GREEN BAY — As underdog training camp narratives go, Joe Callahan’s improbable run for a spot on the Green Bay Packers’ 53-man roster last summer has to rank among the more compelling since the team’s renaissance began 25 years ago.
While there have been plenty of out-of-nowhere stories — cornerback Tramon Williams’ 2007 ascension is up there, too — and other long shots who earned their keep with unexpectedly impressive preseason performances, Callahan was supposed to be little more than a camp arm last year.
Coach Mike McCarthy had decided to limit two-time NFL MVP Aaron Rodgers’ preseason snaps, and he’d earmarked the extra exhibition playing time for young backup Brett Hundley — not some 6-foot-nothing, Division III unknown.
But when an ankle injury limited Hundley to just seven preseason passes, Callahan shined, so much so that McCarthy was telling everyone by camp’s end how Callahan had earned a spot on the team as the No. 3 quarterback. (“How the hell does he not make the team?” McCarthy asked rhetorically — and forcefully — after Callahan made it). And more than a few longtime observers couldn’t help but see some Brett Favre improv in the player’s game.
A year later, Callahan is preparing for his second NFL training camp, the Packers’ first practice is in three weeks, on July 27, with an eye on being more than just a heartwarming story.
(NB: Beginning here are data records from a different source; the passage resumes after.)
#![forbid(unsafe_code)]

//! Mutable HTML node tree used by the AMP optimizer.
//!
//! The optimizer never parses or serializes markup itself: an upstream parser builds a
//! [`Document`] and the transformation passes mutate it in place. The tree is arena-backed, so a
//! [`NodeId`] stays cheap to copy and each node keeps a single non-owning link to its parent.
//!
//! Cursor helpers ([`Document::next_node`], [`Document::skip_subtree`]) mirror the way the
//! optimizer walks a document: depth-first, with the option to jump over an entire subtree
//! (used to bypass `<template>` content).

mod builder;
mod error;
mod node;
mod snapshot;

pub use builder::{ElementBuilder, element};
pub use error::{DomError, Result};
pub use indextree::NodeId;
pub use node::{Attributes, NodeData, NodeKind};

use indextree::Arena;

#[derive(Debug, Clone)]
pub struct Document {
    arena: Arena<NodeData>,
    root: NodeId,
}

impl Default for Document {
    fn default() -> Self {
        let mut arena = Arena::new();
        let root = arena.new_node(NodeData::default());
        Self { arena, root }
    }
}

impl Document {
    pub fn new() -> Self {
        Self::default()
    }

    /// Builds a document whose single top-level child is `root` (usually an `<html>` element).
    pub fn from_element(root: ElementBuilder) -> Result<Self> {
        let mut doc = Self::new();
        let parent = doc.root;
        root.append_to(&mut doc, parent)?;
        Ok(doc)
    }

    pub fn root(&self) -> NodeId {
        self.root
    }

    /// Returns the node payload, or `None` for unknown and removed nodes.
    pub fn node(&self, node: NodeId) -> Option<&NodeData> {
        self.arena
            .get(node)
            .filter(|n| !n.is_removed())
            .map(|n| n.get())
    }

    fn node_mut(&mut self, node: NodeId) -> Result<&mut NodeData> {
        match self.arena.get_mut(node) {
            Some(n) if !n.is_removed() => Ok(n.get_mut()),
            _ => Err(DomError::UnknownNode { node }),
        }
    }

    fn ensure_live(&self, node: NodeId) -> Result<()> {
        match self.node(node) {
            Some(_) => Ok(()),
            None => Err(DomError::UnknownNode { node }),
        }
    }

    pub fn kind(&self, node: NodeId) -> Option<&NodeKind> {
        self.node(node).map(|n| &n.kind)
    }

    pub fn tag(&self, node: NodeId) -> Option<&str> {
        self.node(node).and_then(NodeData::tag)
    }

    pub fn is_element(&self, node: NodeId) -> bool {
        self.node(node).is_some_and(NodeData::is_element)
    }

    pub fn has_tag(&self, node: NodeId, tag: &str) -> bool {
        self.tag(node) == Some(tag)
    }

    /// Text content of a text or comment node.
    pub fn text(&self, node: NodeId) -> Option<&str> {
        match self.kind(node)? {
            NodeKind::Text { text } | NodeKind::Comment { text } => Some(text.as_str()),
            _ => None,
        }
    }

    pub fn attrs(&self, node: NodeId) -> Option<&Attributes> {
        self.node(node).filter(|n| n.is_element()).map(|n| &n.attrs)
    }

    pub fn attr(&self, node: NodeId, name: &str) -> Option<&str> {
        self.attrs(node)?.get(name).map(String::as_str)
    }

    pub fn has_attr(&self, node: NodeId, name: &str) -> bool {
        self.attrs(node).is_some_and(|attrs| attrs.contains_key(name))
    }

    pub fn set_attr(
        &mut self,
        node: NodeId,
        name: impl Into<String>,
        value: impl Into<String>,
    ) -> Result<()> {
        let data = self.node_mut(node)?;
        if !data.is_element() {
            return Err(DomError::NotAnElement { node });
        }
        data.attrs.insert(name.into(), value.into());
        Ok(())
    }

    pub fn remove_attr(&mut self, node: NodeId, name: &str) -> Option<String> {
        let data = self.node_mut(node).ok()?;
        data.attrs.shift_remove(name)
    }

    pub fn parent(&self, node: NodeId) -> Option<NodeId> {
        self.live(node)?.parent()
    }

    pub fn first_child(&self, node: NodeId) -> Option<NodeId> {
        self.live(node)?.first_child()
    }

    pub fn last_child(&self, node: NodeId) -> Option<NodeId> {
        self.live(node)?.last_child()
    }

    pub fn next_sibling(&self, node: NodeId) -> Option<NodeId> {
        self.live(node)?.next_sibling()
    }

    pub fn previous_sibling(&self, node: NodeId) -> Option<NodeId> {
        self.live(node)?.previous_sibling()
    }

    fn live(&self, node: NodeId) -> Option<&indextree::Node<NodeData>> {
        self.arena.get(node).filter(|n| !n.is_removed())
    }

    pub fn children(&self, node: NodeId) -> impl Iterator<Item = NodeId> + '_ {
        let first = self.first_child(node);
        std::iter::successors(first, move |id| self.next_sibling(*id))
    }

    pub fn first_child_by_tag(&self, parent: NodeId, tag: &str) -> Option<NodeId> {
        self.children(parent).find(|id| self.has_tag(*id, tag))
    }

    pub fn create_element<K, V>(
        &mut self,
        tag: impl Into<String>,
        attrs: impl IntoIterator<Item = (K, V)>,
    ) -> NodeId
    where
        K: Into<String>,
        V: Into<String>,
    {
        let mut data = NodeData::element(tag);
        for (name, value) in attrs {
            data.attrs.insert(name.into(), value.into());
        }
        self.arena.new_node(data)
    }

    pub fn create_text(&mut self, text: impl Into<String>) -> NodeId {
        self.arena.new_node(NodeData::text(text))
    }

    pub fn create_comment(&mut self, text: impl Into<String>) -> NodeId {
        self.arena.new_node(NodeData::comment(text))
    }

    pub fn append_child(&mut self, parent: NodeId, child: NodeId) -> Result<()> {
        self.ensure_live(parent)?;
        self.ensure_live(child)?;
        child.detach(&mut self.arena);
        parent.checked_append(child, &mut self.arena)?;
        Ok(())
    }

    /// Inserts `child` into `parent` right before `reference`; appends when `reference` is `None`.
    pub fn insert_before(
        &mut self,
        parent: NodeId,
        child: NodeId,
        reference: Option<NodeId>,
    ) -> Result<()> {
        let Some(reference) = reference else {
            return self.append_child(parent, child);
        };
        self.ensure_live(child)?;
        if self.parent(reference) != Some(parent) {
            return Err(DomError::NotAChild { parent, reference });
        }
        child.detach(&mut self.arena);
        reference.checked_insert_before(child, &mut self.arena)?;
        Ok(())
    }

    /// Inserts `child` as the next sibling of `reference`.
    pub fn insert_after(&mut self, reference: NodeId, child: NodeId) -> Result<()> {
        self.ensure_live(reference)?;
        self.ensure_live(child)?;
        child.detach(&mut self.arena);
        reference.checked_insert_after(child, &mut self.arena)?;
        Ok(())
    }

    /// Appends a new text node to `parent`.
    pub fn insert_text(&mut self, parent: NodeId, text: impl Into<String>) -> Result<NodeId> {
        let node = self.create_text(text);
        self.append_child(parent, node)?;
        Ok(node)
    }

    /// Removes `node` together with its whole subtree.
    pub fn remove(&mut self, node: NodeId) -> Result<()> {
        if node == self.root {
            return Err(DomError::RemoveRoot);
        }
        self.ensure_live(node)?;
        node.remove_subtree(&mut self.arena);
        Ok(())
    }

    /// Depth-first (pre-order) successor of `node`, or `None` once the walk is exhausted.
    pub fn next_node(&self, node: NodeId) -> Option<NodeId> {
        self.first_child(node).or_else(|| self.skip_subtree(node))
    }

    /// The node visited right after the entire subtree rooted at `node`, or `None`.
    pub fn skip_subtree(&self, node: NodeId) -> Option<NodeId> {
        let mut current = Some(node);
        while let Some(id) = current {
            if let Some(next) = self.next_sibling(id) {
                return Some(next);
            }
            current = self.parent(id);
        }
        None
    }

    /// All live nodes below `node` in document order, `node` excluded.
    pub fn descendants(&self, node: NodeId) -> impl Iterator<Item = NodeId> + '_ {
        let end = self.skip_subtree(node);
        let mut current = self.first_child(node);
        std::iter::from_fn(move || {
            let id = current.filter(|id| Some(*id) != end)?;
            current = self.next_node(id);
            Some(id)
        })
    }
}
“I still have to prove myself,” Callahan said during organized team activity practices last month. “I need to show how much I’ve improved.”
Callahan did just that during the spring quarterback school and OTA practices, and it’ll be interesting to see how good the Packers feel about Callahan if Hundley puts together an impressive enough preseason to attract trade suitors. It seems unlikely they’d turn the No. 2 job over to him if they moved Hundley — when Hundley started drawing interest during the draft in April, the Packers reportedly were planning to bring in a veteran to replace him — but after what Callahan did last year, who can bet against him?
“To know where he came from, trying just to get somebody to look at him, to see him go from there to where he finished and what he did, for me, knowing Joe personally, it was awesome,” Hundley said. “Knowing it was my playing time, it’s frustrating to a point. But it’s also intriguing to me when you can see somebody grow from where he started to where he finished. That was awesome.”
As much as the Packers liked Callahan, they bid him adieu Oct. 13 when injuries forced them to shuffle the roster. The team waived him with the intention of signing him to the practice squad when he went unclaimed, and McCarthy, who didn’t want Callahan cut to begin with, was livid when the New Orleans Saints claimed his pet project.
Callahan spent just over a week with the Saints before being released.
But then the Cleveland Browns claimed him — and kept him on their 53-man roster for more than a month before cutting him on Nov. 29.
The Packers finally got him back on the practice squad on Dec. 2, then promoted him onto the 53-man roster again on Dec. 17, keeping him there through the end of the year.
As well as Callahan played last summer — he completed 54 of 88 passes (61.4 percent) for 499 yards with three touchdowns and no interceptions (88.2 rating) — he was playing mostly on the instinct and play-making knack he showed in college at Wesley College in Dover, Del.
As a three-year starter for the Wolverines, Callahan went 33-7 and threw for 12,852 yards and 130 touchdowns, including 5,068 yards and 55 touchdowns in 2015, when he won the Gagliardi Trophy, the Division III equivalent of the Heisman Trophy.
Scrambling and making something out of nothing was a key part of Callahan’s college production, and the Packers coaches like that aspect of his game.
But they have stressed that the next step is for him to make more plays while doing so within the framework of the offense.
“That’s a big part of it. Second year, you can go through any read in the offense and he’ll spit the read right out to you. So he’s picking it up,” quarterbacks coach Alex Van Pelt said. “He just has to continue to do what he’s doing.
“He’s growing. His footwork has gotten a lot better, his understanding of the offense has gotten better in his second year. Just continue to do that and then show it in the preseason when he gets to play.”